**Task description**. Output all of the entries exactly as they are given.

**The data**.

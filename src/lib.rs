//! Switchyard - an HTTP request-routing and middleware-dispatch engine.
//!
//! Switchyard maps URL patterns to handlers and threads every request
//! through an onion of middleware layers before the matched handler runs.
//! The routing core is synchronous and transport-agnostic; a hyper-based
//! adapter puts it on the wire. This library exposes the building blocks so
//! you can embed the engine or compose parts of it inside your own
//! application.
//!
//! # Features
//! - URL patterns with named parameters (`@id`), per-parameter regex
//!   constraints (`@id:[0-9]+`), optional segments (`(/@page)`) and a
//!   trailing `*` wildcard with splat capture
//! - Method-bucketed route table; one registration may span several verbs
//! - Monotonic per-request match cursor: an incomplete response falls
//!   through to the next matching route, never revisiting a rejected one
//! - LIFO middleware chain with an explicit continuation; a layer may
//!   short-circuit, observe, or rewrite the response on the way out
//! - Handlers return either a full typed [`Response`] or raw output that
//!   the terminal dispatch layer wraps into a default 200
//! - Response conveniences: JSON bodies, redirects, cache headers, ETag
//!   and Last-Modified revalidation
//! - Configuration loading (TOML / YAML / JSON) with validation, and
//!   structured tracing via `tracing`
//!
//! # Quick Example
//! ```
//! use switchyard::{Engine, HandlerOutcome, Method, Request, RouteConfig, handler_fn};
//!
//! let mut engine = Engine::new();
//! engine
//!     .table_mut()
//!     .get(
//!         "/hello/@name",
//!         handler_fn(|_request, args| {
//!             let name = args[0].as_str().unwrap_or("world");
//!             Ok(HandlerOutcome::output(format!("Hello {name}!")))
//!         }),
//!         RouteConfig::new(),
//!     )
//!     .unwrap();
//!
//! let response = engine.dispatch(&Request::new(Method::Get, "/hello/ada")).unwrap();
//! assert_eq!(response.body(), b"Hello ada!");
//! ```
//!
//! # Architecture
//! The crate separates **ports** (traits) from **adapters**
//! (implementations) while keeping the routing logic inside `core`. End
//! users should prefer the re-exports documented below instead of reaching
//! into internal modules directly.
//!
//! # Error Handling
//! Binary-facing APIs return `eyre::Result<T>` with context attached via
//! `WrapErr`; the core reports failures through domain-specific error
//! types in [`error`].
pub mod config;
pub mod ports;
pub mod tracing_setup;

// These modules are implementation details and should not be directly used by users
pub mod adapters;
pub mod core;
pub mod error;
pub mod http;

// Re-export the types most embedders need
pub use crate::{
    core::{
        Engine, MatchCursor, MatchedRoute, MiddlewareChain, Next, Route, RouteConfig, RouteMatch,
        RoutePattern, RouteTable, layers,
    },
    error::{DispatchError, MethodParseError, PatternError, ResponseError},
    http::{Method, Request, Response},
    ports::{Arg, Handler, HandlerOutcome, handler_fn},
};
//! Configuration data structures for the engine and the demo server.
//!
//! These types map directly to TOML (also JSON / YAML) configuration files.
//! They are serde-friendly and carry defaults so minimal configs stay
//! concise.
use serde::{Deserialize, Serialize};

/// Top-level configuration.
#[derive(Debug, Clone, Serialize, Deserialize)]
#[serde(default)]
pub struct EngineConfig {
    /// Address the demo server binds to.
    pub listen_addr: String,
    /// Whether route matching compares paths case-sensitively.
    pub case_sensitive: bool,
    /// Base URL prepended to relative redirect targets.
    pub base_url: Option<String>,
    pub logging: LoggingConfig,
}

impl Default for EngineConfig {
    fn default() -> Self {
        Self {
            listen_addr: "127.0.0.1:8080".to_string(),
            case_sensitive: false,
            base_url: None,
            logging: LoggingConfig::default(),
        }
    }
}

/// Logging configuration for the tracing subscriber.
#[derive(Debug, Clone, Serialize, Deserialize)]
#[serde(default)]
pub struct LoggingConfig {
    /// Env-filter directive, e.g. `info` or `switchyard=debug`.
    pub level: String,
    /// Emit JSON lines instead of the console format.
    pub json: bool,
}

impl Default for LoggingConfig {
    fn default() -> Self {
        Self {
            level: "info".to_string(),
            json: false,
        }
    }
}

**Solution to this exercise**.
filename src/lib.rs
//! Switchyard - an HTTP request-routing and middleware-dispatch engine.
//!
//! Switchyard maps URL patterns to handlers and threads every request
//! through an onion of middleware layers before the matched handler runs.
//! The routing core is synchronous and transport-agnostic; a hyper-based
//! adapter puts it on the wire. This library exposes the building blocks so
//! you can embed the engine or compose parts of it inside your own
//! application.
//!
//! # Features
//! - URL patterns with named parameters (`@id`), per-parameter regex
//!   constraints (`@id:[0-9]+`), optional segments (`(/@page)`) and a
//!   trailing `*` wildcard with splat capture
//! - Method-bucketed route table; one registration may span several verbs
//! - Monotonic per-request match cursor: an incomplete response falls
//!   through to the next matching route, never revisiting a rejected one
//! - LIFO middleware chain with an explicit continuation; a layer may
//!   short-circuit, observe, or rewrite the response on the way out
//! - Handlers return either a full typed [`Response`] or raw output that
//!   the terminal dispatch layer wraps into a default 200
//! - Response conveniences: JSON bodies, redirects, cache headers, ETag
//!   and Last-Modified revalidation
//! - Configuration loading (TOML / YAML / JSON) with validation, and
//!   structured tracing via `tracing`
//!
//! # Quick Example
//! ```
//! use switchyard::{Engine, HandlerOutcome, Method, Request, RouteConfig, handler_fn};
//!
//! let mut engine = Engine::new();
//! engine
//!     .table_mut()
//!     .get(
//!         "/hello/@name",
//!         handler_fn(|_request, args| {
//!             let name = args[0].as_str().unwrap_or("world");
//!             Ok(HandlerOutcome::output(format!("Hello {name}!")))
//!         }),
//!         RouteConfig::new(),
//!     )
//!     .unwrap();
//!
//! let response = engine.dispatch(&Request::new(Method::Get, "/hello/ada")).unwrap();
//! assert_eq!(response.body(), b"Hello ada!");
//! ```
//!
//! # Architecture
//! The crate separates **ports** (traits) from **adapters**
//! (implementations) while keeping the routing logic inside `core`. End
//! users should prefer the re-exports documented below instead of reaching
//! into internal modules directly.
//!
//! # Error Handling
//! Binary-facing APIs return `eyre::Result<T>` with context attached via
//! `WrapErr`; the core reports failures through domain-specific error
//! types in [`error`].
pub mod config;
pub mod ports;
pub mod tracing_setup;

// These modules are implementation details and should not be directly used by users
pub mod adapters;
pub mod core;
pub mod error;
pub mod http;

// Re-export the types most embedders need
pub use crate::{
    core::{
        Engine, MatchCursor, MatchedRoute, MiddlewareChain, Next, Route, RouteConfig, RouteMatch,
        RoutePattern, RouteTable, layers,
    },
    error::{DispatchError, MethodParseError, PatternError, ResponseError},
    http::{Method, Request, Response},
    ports::{Arg, Handler, HandlerOutcome, handler_fn},
};
//! Configuration data structures for the engine and the demo server.
//!
//! These types map directly to TOML (also JSON / YAML) configuration files.
//! They are serde-friendly and carry defaults so minimal configs stay
//! concise.
use serde::{Deserialize, Serialize};

/// Top-level configuration.
#[derive(Debug, Clone, Serialize, Deserialize)]
#[serde(default)]
pub struct EngineConfig {
    /// Address the demo server binds to.
    pub listen_addr: String,
    /// Whether route matching compares paths case-sensitively.
    pub case_sensitive: bool,
    /// Base URL prepended to relative redirect targets.
    pub base_url: Option<String>,
    pub logging: LoggingConfig,
}

impl Default for EngineConfig {
    fn default() -> Self {
        Self {
            listen_addr: "127.0.0.1:8080".to_string(),
            case_sensitive: false,
            base_url: None,
            logging: LoggingConfig::default(),
        }
    }
}

/// Logging configuration for the tracing subscriber.
#[derive(Debug, Clone, Serialize, Deserialize)]
#[serde(default)]
pub struct LoggingConfig {
    /// Env-filter directive, e.g. `info` or `switchyard=debug`.
    pub level: String,
    /// Emit JSON lines instead of the console format.
    pub json: bool,
}

impl Default for LoggingConfig {
    fn default() -> Self {
        Self {
            level: "info".to_string(),
            json: false,
        }
    }
}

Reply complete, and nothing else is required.